I cristiani presenti a Roma e condannati rappresentavano già un’ingens multitudo. Il risultato ottenuto dall’imperatore con le persecuzioni fu, però, opposto, perché la crudeltà e l’esasperazione dei castighi suscitarono la compassione del popolo:
Benché si trattasse di rei, meritevoli di pene severissime, nasceva un senso di pietà, in quanto venivano uccisi non per il bene comune, ma per la ferocia di un solo uomo (Annales XV, 44).
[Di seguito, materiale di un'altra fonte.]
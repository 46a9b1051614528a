//! Command implementations for the CLI.

use std::path::PathBuf;

use crate::config::Config;
use crate::format::FormatOptions;

mod calibration;
mod config;
mod history;
mod reset;
mod simulate;
mod status;

pub use calibration::{cmd_blood_glucose, cmd_calibration};
pub use config::cmd_config;
pub use history::cmd_history;
pub use reset::cmd_reset;
pub use simulate::cmd_simulate;
pub use status::cmd_status;

/// Settings shared by every command.
#[derive(Debug, Clone)]
pub struct CommandContext {
    pub config: Config,
    pub database: PathBuf,
    pub output: Option<PathBuf>,
    pub json: bool,
    pub quiet: bool,
    pub opts: FormatOptions,
}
Nel contempo, la testimonianza di molti cristiani che andavano incontro alla morte certi dell’eternità e della misericordia divina divenne strumento di conversione di un numero sempre crescente di Romani. Come avrebbe scritto più tardi Tertulliano nell’Apologeticum: «Il sangue (dei martiri) è il seme dei cristiani».
Tacito espresse un giudizio negativo sui cristiani, accomunati agli Ebrei: entrambi, cristiani ed Ebrei, erano così attaccati ai loro ideali, ai loro principi e alla loro fede che non potevano essere romanizzati. Vedremo nelle Historiae l’ostilità che proprio per questa ragione Tacito riservò alla terra di Giudea e agli Ebrei. Ebrei e cristiani credevano in un Dio unico. Per Tacito erano popolazioni o gruppi difficilmente distinguibili, nocivi per la cultura romana e per la religione, non assimilabili al popolo romano.